Collected data
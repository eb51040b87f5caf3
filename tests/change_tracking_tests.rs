/// Change tracking tests
///
/// Snapshot baselines, changed-field detection and the sync points that reset them.
/// Run with: cargo test --test change_tracking_tests
#[path = "fixtures.rs"]
mod fixtures;

use fixtures::{attrs, blog_session};
use recordkit::{FieldChange, SyncOptions};
use serde_json::json;

#[test]
fn test_constructed_record_has_no_changes() {
    let (session, _) = blog_session();
    let post = session
        .new_record("Post", Some(attrs(json!({"title": "Hello", "views": 3}))))
        .unwrap();

    assert!(!session.has_changed(post, None).unwrap());
    assert!(session.changed_attributes(post, None).unwrap().is_empty());
    assert_eq!(session.previous(post, "title").unwrap(), Some(json!("Hello")));
}

#[test]
fn test_mutation_is_reported() {
    let (session, _) = blog_session();
    let post = session
        .new_record("Post", Some(attrs(json!({"title": "Hello", "views": 3}))))
        .unwrap();

    session.set(post, "title", json!("Bye")).unwrap();
    session.set(post, "views", json!(3.0)).unwrap();

    let changed = session.changed_attributes(post, None).unwrap();
    assert_eq!(changed.len(), 1);
    assert_eq!(changed.get("title"), Some(&FieldChange::Set(json!("Bye"))));
    assert!(session.has_changed(post, Some("title")).unwrap());
    assert!(!session.has_changed(post, Some("views")).unwrap());
    assert_eq!(session.previous(post, "title").unwrap(), Some(json!("Hello")));
}

#[test]
fn test_removed_field_reported_only_without_target() {
    let (session, _) = blog_session();
    let post = session
        .new_record("Post", Some(attrs(json!({"title": "Hello", "draft": true}))))
        .unwrap();
    session.with_record_mut(post, |record| record.remove("draft")).unwrap();

    let changed = session.changed_attributes(post, None).unwrap();
    assert_eq!(changed.get("draft"), Some(&FieldChange::Removed));
    assert!(changed.to_payload().is_empty());

    let target = attrs(json!({"title": "Other"}));
    let compared = session.changed_attributes(post, Some(&target)).unwrap();
    assert_eq!(compared.fields().collect::<Vec<_>>(), vec!["title"]);
}

#[test]
fn test_reserved_fields_are_not_tracked() {
    let (session, _) = blog_session();
    let post = session
        .new_record("Post", Some(attrs(json!({"title": "Hello"}))))
        .unwrap();

    session.set(post, "$selected", json!(true)).unwrap();
    session
        .set(post, "meta", json!({"$hash": "x", "lang": "en"}))
        .unwrap();
    session.with_record_mut(post, |record| record.mark_synced()).unwrap();
    session
        .set(post, "meta", json!({"$hash": "y", "lang": "en"}))
        .unwrap();

    assert!(!session.has_changed(post, None).unwrap());
    assert!(!session.to_json(post).unwrap().contains_key("$selected"));
}

#[tokio::test]
async fn test_save_resets_baseline() {
    let (session, _) = blog_session();
    let post = session
        .new_record("Post", Some(attrs(json!({"title": "Hello"}))))
        .unwrap();
    session.set(post, "body", json!("text")).unwrap();

    session.save(post, None, SyncOptions::new()).await.unwrap();

    assert!(!session.is_new(post).unwrap());
    assert!(!session.has_changed(post, None).unwrap());
    assert!(session.changed_attributes(post, None).unwrap().is_empty());
    assert!(session.with_record(post, |record| record.synced_at().is_some()).unwrap());
}

#[tokio::test]
async fn test_update_sends_only_changed_fields() {
    let (session, transport) = blog_session();
    let post = session
        .new_record("Post", Some(attrs(json!({"title": "Hello", "body": "text"}))))
        .unwrap();
    session.save(post, None, SyncOptions::new()).await.unwrap();
    transport.clear_requests();

    session
        .save(post, Some(attrs(json!({"title": "Renamed"}))), SyncOptions::new())
        .await
        .unwrap();

    let requests = transport.requests();
    assert_eq!(requests.len(), 1);
    assert_eq!(requests[0].method, http::Method::PUT);
    assert_eq!(requests[0].url, "/posts/1");
    assert_eq!(requests[0].data, Some(json!({"title": "Renamed"})));
    assert!(!session.has_changed(post, None).unwrap());
}

#[tokio::test]
async fn test_fetch_resets_baseline() {
    let (session, transport) = blog_session();
    transport.seed("/posts", vec![json!({"id": 4, "title": "Seeded"})]);

    let post = session.new_record("Post", None).unwrap();
    session.with_record_mut(post, |record| record.set_id(json!(4))).unwrap();
    session.set(post, "title", json!("Local edit")).unwrap();

    session.fetch(post, SyncOptions::new()).await.unwrap();

    assert_eq!(session.get(post, "title").unwrap(), Some(json!("Seeded")));
    assert!(!session.has_changed(post, None).unwrap());
}

#[tokio::test]
async fn test_save_field_assigns_and_saves() {
    let (session, transport) = blog_session();
    let post = session
        .new_record("Post", Some(attrs(json!({"title": "Hello"}))))
        .unwrap();
    session.save(post, None, SyncOptions::new()).await.unwrap();

    session
        .save_field(post, "title", json!("Field save"), SyncOptions::new())
        .await
        .unwrap();

    assert_eq!(
        transport.stored("/posts", "1").unwrap()["title"],
        json!("Field save")
    );
    assert!(!session.has_changed(post, None).unwrap());
}
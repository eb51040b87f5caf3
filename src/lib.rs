// ============================================================================
// recordkit Library
// ============================================================================

pub mod core;
pub mod connection;
pub mod record;
pub mod schema;
pub mod sync;
pub mod transport;
pub mod validation;
pub mod prelude;

// Re-export main types for convenience
pub use core::{Attributes, RecordError, Resolvable, Result, TransportError};
pub use record::{ChangeSet, FieldChange, FieldFilters, InitOptions, Record, RecordKey, Snapshot};
pub use schema::{AssociationKind, AssociationOptions, RecordType, TypeRegistry};
pub use sync::RecordSession;
pub use validation::{ErrorMap, ErrorMessage, FieldRules, Rule};

// Re-export transport API
pub use connection::ClientConfig;
pub use transport::{
    HttpTransport, MemoryTransport, Operation, SyncOptions, SyncRequest, SyncResponse, Transport,
};

/// Builds a session over an HTTP backend
///
/// # Examples
///
/// ```
/// use recordkit::{ClientConfig, RecordType, TypeRegistry};
///
/// # fn main() -> recordkit::Result<()> {
/// let mut registry = TypeRegistry::new();
/// registry.register(RecordType::new("Post").url_root("/posts"));
///
/// let session = recordkit::connect(registry, ClientConfig::new("http://localhost:8080"))?;
/// let post = session.new_record("Post", None)?;
/// assert_eq!(session.url(post)?, "/posts");
/// # Ok(())
/// # }
/// ```
pub fn connect(registry: TypeRegistry, config: ClientConfig) -> Result<RecordSession> {
    Ok(RecordSession::new(registry, HttpTransport::new(config)?))
}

■ About this exercise: An exact copy of all the records is what is needed here.

■ Problem solution:
repository eb51040b87f5caf3
filename tests/change_tracking_tests.rs
/// Change tracking tests
///
/// Snapshot baselines, changed-field detection and the sync points that reset them.
/// Run with: cargo test --test change_tracking_tests
#[path = "fixtures.rs"]
mod fixtures;

use fixtures::{attrs, blog_session};
use recordkit::{FieldChange, SyncOptions};
use serde_json::json;

#[test]
fn test_constructed_record_has_no_changes() {
    let (session, _) = blog_session();
    let post = session
        .new_record("Post", Some(attrs(json!({"title": "Hello", "views": 3}))))
        .unwrap();

    assert!(!session.has_changed(post, None).unwrap());
    assert!(session.changed_attributes(post, None).unwrap().is_empty());
    assert_eq!(session.previous(post, "title").unwrap(), Some(json!("Hello")));
}

#[test]
fn test_mutation_is_reported() {
    let (session, _) = blog_session();
    let post = session
        .new_record("Post", Some(attrs(json!({"title": "Hello", "views": 3}))))
        .unwrap();

    session.set(post, "title", json!("Bye")).unwrap();
    session.set(post, "views", json!(3.0)).unwrap();

    let changed = session.changed_attributes(post, None).unwrap();
    assert_eq!(changed.len(), 1);
    assert_eq!(changed.get("title"), Some(&FieldChange::Set(json!("Bye"))));
    assert!(session.has_changed(post, Some("title")).unwrap());
    assert!(!session.has_changed(post, Some("views")).unwrap());
    assert_eq!(session.previous(post, "title").unwrap(), Some(json!("Hello")));
}

#[test]
fn test_removed_field_reported_only_without_target() {
    let (session, _) = blog_session();
    let post = session
        .new_record("Post", Some(attrs(json!({"title": "Hello", "draft": true}))))
        .unwrap();
    session.with_record_mut(post, |record| record.remove("draft")).unwrap();

    let changed = session.changed_attributes(post, None).unwrap();
    assert_eq!(changed.get("draft"), Some(&FieldChange::Removed));
    assert!(changed.to_payload().is_empty());

    let target = attrs(json!({"title": "Other"}));
    let compared = session.changed_attributes(post, Some(&target)).unwrap();
    assert_eq!(compared.fields().collect::<Vec<_>>(), vec!["title"]);
}

#[test]
fn test_reserved_fields_are_not_tracked() {
    let (session, _) = blog_session();
    let post = session
        .new_record("Post", Some(attrs(json!({"title": "Hello"}))))
        .unwrap();

    session.set(post, "$selected", json!(true)).unwrap();
    session
        .set(post, "meta", json!({"$hash": "x", "lang": "en"}))
        .unwrap();
    session.with_record_mut(post, |record| record.mark_synced()).unwrap();
    session
        .set(post, "meta", json!({"$hash": "y", "lang": "en"}))
        .unwrap();

    assert!(!session.has_changed(post, None).unwrap());
    assert!(!session.to_json(post).unwrap().contains_key("$selected"));
}

#[tokio::test]
async fn test_save_resets_baseline() {
    let (session, _) = blog_session();
    let post = session
        .new_record("Post", Some(attrs(json!({"title": "Hello"}))))
        .unwrap();
    session.set(post, "body", json!("text")).unwrap();

    session.save(post, None, SyncOptions::new()).await.unwrap();

    assert!(!session.is_new(post).unwrap());
    assert!(!session.has_changed(post, None).unwrap());
    assert!(session.changed_attributes(post, None).unwrap().is_empty());
    assert!(session.with_record(post, |record| record.synced_at().is_some()).unwrap());
}

#[tokio::test]
async fn test_update_sends_only_changed_fields() {
    let (session, transport) = blog_session();
    let post = session
        .new_record("Post", Some(attrs(json!({"title": "Hello", "body": "text"}))))
        .unwrap();
    session.save(post, None, SyncOptions::new()).await.unwrap();
    transport.clear_requests();

    session
        .save(post, Some(attrs(json!({"title": "Renamed"}))), SyncOptions::new())
        .await
        .unwrap();

    let requests = transport.requests();
    assert_eq!(requests.len(), 1);
    assert_eq!(requests[0].method, http::Method::PUT);
    assert_eq!(requests[0].url, "/posts/1");
    assert_eq!(requests[0].data, Some(json!({"title": "Renamed"})));
    assert!(!session.has_changed(post, None).unwrap());
}

#[tokio::test]
async fn test_fetch_resets_baseline() {
    let (session, transport) = blog_session();
    transport.seed("/posts", vec![json!({"id": 4, "title": "Seeded"})]);

    let post = session.new_record("Post", None).unwrap();
    session.with_record_mut(post, |record| record.set_id(json!(4))).unwrap();
    session.set(post, "title", json!("Local edit")).unwrap();

    session.fetch(post, SyncOptions::new()).await.unwrap();

    assert_eq!(session.get(post, "title").unwrap(), Some(json!("Seeded")));
    assert!(!session.has_changed(post, None).unwrap());
}

#[tokio::test]
async fn test_save_field_assigns_and_saves() {
    let (session, transport) = blog_session();
    let post = session
        .new_record("Post", Some(attrs(json!({"title": "Hello"}))))
        .unwrap();
    session.save(post, None, SyncOptions::new()).await.unwrap();

    session
        .save_field(post, "title", json!("Field save"), SyncOptions::new())
        .await
        .unwrap();

    assert_eq!(
        transport.stored("/posts", "1").unwrap()["title"],
        json!("Field save")
    );
    assert!(!session.has_changed(post, None).unwrap());
}
repository eb51040b87f5caf3
filename src/lib.rs
// ============================================================================
// recordkit Library
// ============================================================================

pub mod core;
pub mod connection;
pub mod record;
pub mod schema;
pub mod sync;
pub mod transport;
pub mod validation;
pub mod prelude;

// Re-export main types for convenience
pub use core::{Attributes, RecordError, Resolvable, Result, TransportError};
pub use record::{ChangeSet, FieldChange, FieldFilters, InitOptions, Record, RecordKey, Snapshot};
pub use schema::{AssociationKind, AssociationOptions, RecordType, TypeRegistry};
pub use sync::RecordSession;
pub use validation::{ErrorMap, ErrorMessage, FieldRules, Rule};

// Re-export transport API
pub use connection::ClientConfig;
pub use transport::{
    HttpTransport, MemoryTransport, Operation, SyncOptions, SyncRequest, SyncResponse, Transport,
};

/// Builds a session over an HTTP backend
///
/// # Examples
///
/// ```
/// use recordkit::{ClientConfig, RecordType, TypeRegistry};
///
/// # fn main() -> recordkit::Result<()> {
/// let mut registry = TypeRegistry::new();
/// registry.register(RecordType::new("Post").url_root("/posts"));
///
/// let session = recordkit::connect(registry, ClientConfig::new("http://localhost:8080"))?;
/// let post = session.new_record("Post", None)?;
/// assert_eq!(session.url(post)?, "/posts");
/// # Ok(())
/// # }
/// ```
pub fn connect(registry: TypeRegistry, config: ClientConfig) -> Result<RecordSession> {
    Ok(RecordSession::new(registry, HttpTransport::new(config)?))
}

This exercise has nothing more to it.